Spread of informational in a new era
I did a book last year. It was not a cookery book, but it has recipes in it. This was a championship in Bordeaux. We wanted to express that these 2 young families running a business there through their gastronomical preferences, what they do in different times of the year. We did this book, printed 8 000 paper copies that we sell in the shop, and then we made 10 000 e-books, it cost money to create a book of course, but every time anyone wants an e-book it cost nothing.
So we can do 100 000 of e-books, we can do it in Chinese, we can do it in German, Tai and so on! Next project I am working on is combining e-books with videos, so I can actually go and visit all these places mentioned in book through videos, then I am working on a next project, and it will be about 3D experiences in the e-book! And you know what, this is not science fiction, this is not millions of dollars. What is great is that all of this is available to wineries as a tool as well. What is fascinating to me, all these small wineries who do a small amount of wine with limited budget today, they can compete with the biggest wineries in the world doing this type of things.

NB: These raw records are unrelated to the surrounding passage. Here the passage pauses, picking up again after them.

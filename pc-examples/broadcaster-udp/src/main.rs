//! Runs the broadcaster against the UDP-simulated air
//!
//! Start a few of these with different node indices (0..8) and each will
//! echo the others' counters:
//!
//! ```text
//! cargo run -p broadcaster-udp -- 0
//! cargo run -p broadcaster-udp -- 1
//! ```
//!
//! Set `RUST_LOG=debug` for bring-up detail.

use std::time::Duration;

use embedded_hal::delay::DelayNs;
use embedded_hal::digital::{ErrorType, OutputPin};
use tracing_subscriber::EnvFilter;

use nowcast::{
    bring_up, console::StdoutConsole, fail, prepare_interface, split_frame_queue, udp::UdpRadio,
    BeaconConfig, Broadcaster, FrameQueue, Halt, StatusLed,
};

struct ThreadDelay;

impl DelayNs for ThreadDelay {
    fn delay_ns(&mut self, ns: u32) {
        std::thread::sleep(Duration::from_nanos(ns.into()));
    }

    fn delay_ms(&mut self, ms: u32) {
        std::thread::sleep(Duration::from_millis(ms.into()));
    }
}

/// Stands in for the board LED; traces level changes
struct TraceLed;

impl ErrorType for TraceLed {
    type Error = core::convert::Infallible;
}

impl OutputPin for TraceLed {
    fn set_low(&mut self) -> Result<(), Self::Error> {
        tracing::trace!("LED pin low");
        Ok(())
    }

    fn set_high(&mut self) -> Result<(), Self::Error> {
        tracing::trace!("LED pin high");
        Ok(())
    }
}

struct Exit;

impl Halt for Exit {
    fn halt(&mut self) -> ! {
        std::process::exit(1)
    }
}

fn main() {
    tracing_subscriber::fmt()
        .with_env_filter(
            EnvFilter::try_from_default_env().unwrap_or_else(|_| EnvFilter::new("info")),
        )
        .init();

    let node = match std::env::args().nth(1).map(|arg| arg.parse::<u8>()) {
        None => 0,
        Some(Ok(node)) => node,
        Some(Err(_)) => {
            eprintln!("usage: broadcaster-udp [NODE]");
            std::process::exit(2);
        }
    };

    let mut console = StdoutConsole;
    println!();

    let cfg = BeaconConfig::DEFAULT;
    let mut led = StatusLed::new(TraceLed, cfg.led_active_low);

    let mut radio = match UdpRadio::bind(node) {
        Ok(radio) => radio,
        Err(e) => {
            tracing::error!("Could not join the air as node {}: {:?}", node, e);
            std::process::exit(1);
        }
    };
    tracing::info!("Node {} is {}", node, radio.mac());

    let queue: &'static mut FrameQueue = Box::leak(Box::new(FrameQueue::new()));
    let (sink, drain) = split_frame_queue(queue);

    prepare_interface(&mut radio, &mut console);
    if let Err(e) = bring_up(&mut radio, &cfg, sink) {
        tracing::error!("Bring-up failed at {:?}: {:?}", e.step, e.source);
        fail(&mut console, &e, &mut Exit);
    }

    Broadcaster::new(cfg, drain).run(&mut radio, &mut led, &mut ThreadDelay, &mut console)
}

Lastly what I want to add, we have a problem in wine tourism: wine tourism by itself is questionable. I travel a lot in my life, I visit different countries giving my presentation. Could I do it simply using Zoom? I believe it won’t be the same. Oh, maybe I can do it with my hologram? We have already seen this. It is already possible. At the moment, it is very expensive, at the moment it is not really practical, but I believe it is coming. I believe in 5 years or early it will be normal. You know what, we need to start thinking of that kind of things.
On bloggers, wine writers and journalists, Tripadvisor, Vivino and the WTA
There are sommeliers and there are bloggers. These are two different things. They are different animals. Lions and tigers look like similar creatures, but they are not. Even though they are doing similar types of things, if you like, they are not the same. So what is the difference between a blogger, a wine journalist and a sommelier? Bloggers are passionate about wine; they want to communicate this passion to whoever. Journalists may or not be so passionate about wines, they do pretty similar things and they are paid for it. They are sometimes slightly competing with each other and maybe they will argue on twitter. But they do not so much follow each other. For example, English wine writers probably won´t follow Danish wine writers. They can only pay attention to each other when some scandal in the industry is happening.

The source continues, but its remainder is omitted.